The best place to start in an annual review of gun rights is with the Second Amendment itself:
“A well regulated Militia, being necessary to the security of a free State, the right of the people to keep and bear Arms, shall not be infringed.”
Many modern thinkers question the meaning of this, but the Founders made it quite plain in their own time, though none so clearly as George Mason, the architect of Virginia’s Declaration of Rights and an inspiration for Thomas Jefferson’s draft of the Declaration of Independence. Mason said during the Virginia Ratifying Convention for the US Constitution in 1788: “I ask, sir, what is the militia? It is the whole people, except a few public officials.” He also declared at the same debate that “to disarm the people is the most effectual way to enslave them.”
Jefferson also famously stood against gun control, arguing in his Legal Commonplace Book: “Laws that forbid the carrying of arms disarm only those who are neither inclined nor determined to commit crimes.”
Executive Action and Congressional Commitment to the Second Amendment
In his second term, President Donald Trump seems, for the most part, to be bringing that foundational sentiment held by Mason, Jefferson, and so many other Founding Fathers back to the nation’s capital.

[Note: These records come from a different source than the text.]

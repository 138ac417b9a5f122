use axum::{
    Json,
    extract::State,
    response::{IntoResponse, Response},
};
use storage::{
    dto::{
        application::HasApplicationResponse,
        common::{ApiResponse, SuccessResponse},
    },
    models::Application,
    services::form_steps::{FormValue, StepFields},
};
use uuid::Uuid;

use crate::error::WebError;
use crate::extract::{AppJson, AppPath};
use crate::middleware::auth::CurrentStudent;
use crate::state::AppState;

use super::services;

#[utoipa::path(
    get,
    path = "/api/applications/me/status",
    responses(
        (status = 200, description = "Whether the caller has an application and its status", body = HasApplicationResponse),
        (status = 401, description = "Missing caller identity")
    ),
    tag = "applications"
)]
pub async fn get_status(
    State(state): State<AppState>,
    CurrentStudent(student): CurrentStudent,
) -> Result<Response, WebError> {
    let response = match services::find_student_application(state.store(), student.id).await? {
        Some(application) => HasApplicationResponse::from(&application),
        None => HasApplicationResponse::none(),
    };

    Ok(Json(response).into_response())
}

#[utoipa::path(
    get,
    path = "/api/applications/me",
    responses(
        (status = 200, description = "Caller's current application", body = ApiResponse<Application>),
        (status = 401, description = "Missing caller identity"),
        (status = 404, description = "Caller has no application")
    ),
    tag = "applications"
)]
pub async fn get_mine(
    State(state): State<AppState>,
    CurrentStudent(student): CurrentStudent,
) -> Result<Response, WebError> {
    let application = services::find_student_application(state.store(), student.id)
        .await?
        .ok_or_else(|| WebError::NotFound("Application".to_string()))?;

    Ok(Json(ApiResponse::ok(application)).into_response())
}

#[utoipa::path(
    delete,
    path = "/api/applications/me",
    responses(
        (status = 200, description = "Applications withdrawn and role cleared", body = SuccessResponse),
        (status = 401, description = "Missing caller identity"),
        (status = 403, description = "Application has already been rated")
    ),
    tag = "applications"
)]
pub async fn withdraw(
    State(state): State<AppState>,
    CurrentStudent(student): CurrentStudent,
) -> Result<Response, WebError> {
    services::withdraw_application(state.store(), student.id).await?;

    Ok(Json(SuccessResponse::ok()).into_response())
}

#[utoipa::path(
    post,
    path = "/api/applications/me/submit",
    responses(
        (status = 200, description = "Application submitted", body = ApiResponse<Application>),
        (status = 401, description = "Missing caller identity"),
        (status = 404, description = "No application for the current role"),
        (status = 409, description = "Current role has no application")
    ),
    tag = "applications"
)]
pub async fn submit(
    State(state): State<AppState>,
    CurrentStudent(student): CurrentStudent,
) -> Result<Response, WebError> {
    let application = services::submit_application(state.store(), student.id).await?;

    Ok(Json(ApiResponse::ok(application)).into_response())
}

#[utoipa::path(
    put,
    path = "/api/applications/{id}/steps/{step}",
    params(
        ("id" = Uuid, Path, description = "Application ID"),
        ("step" = String, Path, description = "Form step, 1 to 3")
    ),
    request_body = std::collections::HashMap<String, FormValue>,
    responses(
        (status = 200, description = "Step merged into the application", body = ApiResponse<Application>),
        (status = 400, description = "Unknown step or invalid field value"),
        (status = 403, description = "Application belongs to another student"),
        (status = 404, description = "Application not found")
    ),
    tag = "applications"
)]
pub async fn update_step(
    State(state): State<AppState>,
    CurrentStudent(student): CurrentStudent,
    AppPath((id, step)): AppPath<(Uuid, String)>,
    AppJson(fields): AppJson<StepFields>,
) -> Result<Response, WebError> {
    let application =
        services::update_application_data(state.store(), student.id, id, &step, &fields).await?;

    Ok(Json(ApiResponse::ok(application)).into_response())
}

He signed an executive order in February directing the attorney general to “examine all orders, regulations, guidance, plans, international agreements, and other actions of executive departments and agencies to assess any ongoing infringements of the Second Amendment rights of our citizens, and present a proposed plan of action to the President, through the Domestic Policy Advisor, to protect the Second Amendment rights of all Americans.”
That’s an easy order to write and sign for a president who simply wants to virtue signal without taking any real action – but that’s not where Trump or Attorney General Pam Bondi took it. In July, the Justice Department announced a groundbreaking change in policy aimed at ending more than 30 years’ worth of infringement. The July 18 announcement began: “President Trump directed the Department of Justice to address the ongoing infringements of the Second Amendment rights of our citizens – all of them.” And in those last three words sat massive change.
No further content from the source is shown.